XFCE4 - Raspberry Pi

I bought a Raspberry Pi but it will take three weeks until it arrives (add three more weeks thanks to the postal service) so I decided to see what I can read about the Raspberry. Then it occur to me the idea of trying to emulate the Raspberry Pi and it came to my mind QEMU, because the Raspberry Pi has a ARM1176 processor. Doing a quick research I found this blog where explains how to do it. But I didn’t want to use the Rasberry project’s image but one of the Raspbian variations, in particular the Hexxeh image. Finally, and because I wanted to do some tests without the need of a graphic interface, I did a research to make a bridge on QEMU. Then I set the image as suggested by the Raspbian page, because it comes too plain, so I uninstall LXDE in favor of XFCe with Slim. Here I explain how to do so:

Hexxhex image

I downloaded the  Raspbian Hexxeh image and applied the changes sugested:

  • I installed the  SSH server and regenerated the keys (you have to do this because everybody downloads that image and the keys must be unique).
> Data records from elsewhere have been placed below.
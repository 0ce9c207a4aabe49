use sea_orm::ActiveValue::Set;
use sea_orm::entity::prelude::*;
use serde::{Deserialize, Serialize};

use crate::models::{Product, ProductRequest};

#[derive(Clone, Debug, PartialEq, DeriveEntityModel, Serialize, Deserialize)]
#[sea_orm(table_name = "products")]
pub struct Model {
    #[sea_orm(primary_key, auto_increment = false)]
    pub id: Uuid,
    pub store_id: Uuid,
    pub name: String,
    #[sea_orm(unique)]
    pub slug: String,
    #[sea_orm(column_type = "Double")]
    pub price: f64,
    #[sea_orm(column_type = "Text")]
    pub description: String,
    pub created_at: DateTimeWithTimeZone,
    pub updated_at: Option<DateTimeWithTimeZone>,
}

#[derive(Copy, Clone, Debug, EnumIter, DeriveRelation)]
pub enum Relation {
    #[sea_orm(
        belongs_to = "super::store::Entity",
        from = "Column::StoreId",
        to = "super::store::Column::Id"
    )]
    Store,
}

impl Related<super::store::Entity> for Entity {
    fn to() -> RelationDef {
        Relation::Store.def()
    }
}

impl ActiveModelBehavior for ActiveModel {}

// The joined store is attached by the service, never loaded here.
impl From<Model> for Product {
    fn from(model: Model) -> Self {
        Self {
            id: model.id,
            store_id: model.store_id,
            name: model.name,
            slug: model.slug,
            price: model.price,
            description: model.description,
            created_at: model.created_at.into(),
            updated_at: model.updated_at.map(Into::into),
            store: None,
        }
    }
}

impl From<Product> for ActiveModel {
    fn from(product: Product) -> Self {
        ActiveModel {
            id: Set(product.id),
            store_id: Set(product.store_id),
            name: Set(product.name),
            slug: Set(product.slug),
            price: Set(product.price),
            description: Set(product.description),
            created_at: Set(product.created_at.into()),
            updated_at: Set(product.updated_at.map(Into::into)),
        }
    }
}

impl ActiveModel {
    /// Partial model for an update. `slug` is left unset so the stored value survives.
    pub fn for_update(id: Uuid, input: ProductRequest) -> Self {
        ActiveModel {
            id: Set(id),
            store_id: Set(input.store_id),
            name: Set(input.name),
            price: Set(input.price),
            description: Set(input.description),
            updated_at: Set(Some(chrono::Utc::now().into())),
            ..Default::default()
        }
    }
}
Just to this:
# rm /etc/ssh/ssh_host_*
# dpkg-reconfigure openssh-server
  • I upgraded the package list
  • I installed XFCE and Slim (login manager)  and uninstall LXDE because I thinks it’s ugly an heavier than XFCE.
  • I updated the timezone to Caracas, and set the time with ntp.
  • I set the locales to US_us UTF8
  • I set the keyboard layout to Latin American Spanish.

If you want custom this image as above follow the steps explained at the Raspbian Hexxeh web page.

Raspbian on QEMU

Now to run Raspbian on QEMU you must follow these steps:

  1. Download the kernel for this proccesor:
    $ wget
  2. Extract the Raspbian image downloaded. I put the Hexxeh image as example, but you can try any other image:
    $ unzip
  3. Run QEMU with the following options:
    $ qemu-system-arm -kernel kernel-qemu -cpu arm1176 -m 256 -M versatilepb -no-reboot -serial stdio -append "root=/dev/sda2" -hda raspbian-r3/raspbian-r3.img

Keep in mind that is an emulation  so no all the Raspberry’s hardware is supported. For example when booting the image you can see that the first partition is not loaded, which corresponds to the /boot partition, which is supplied by the downloaded kernel .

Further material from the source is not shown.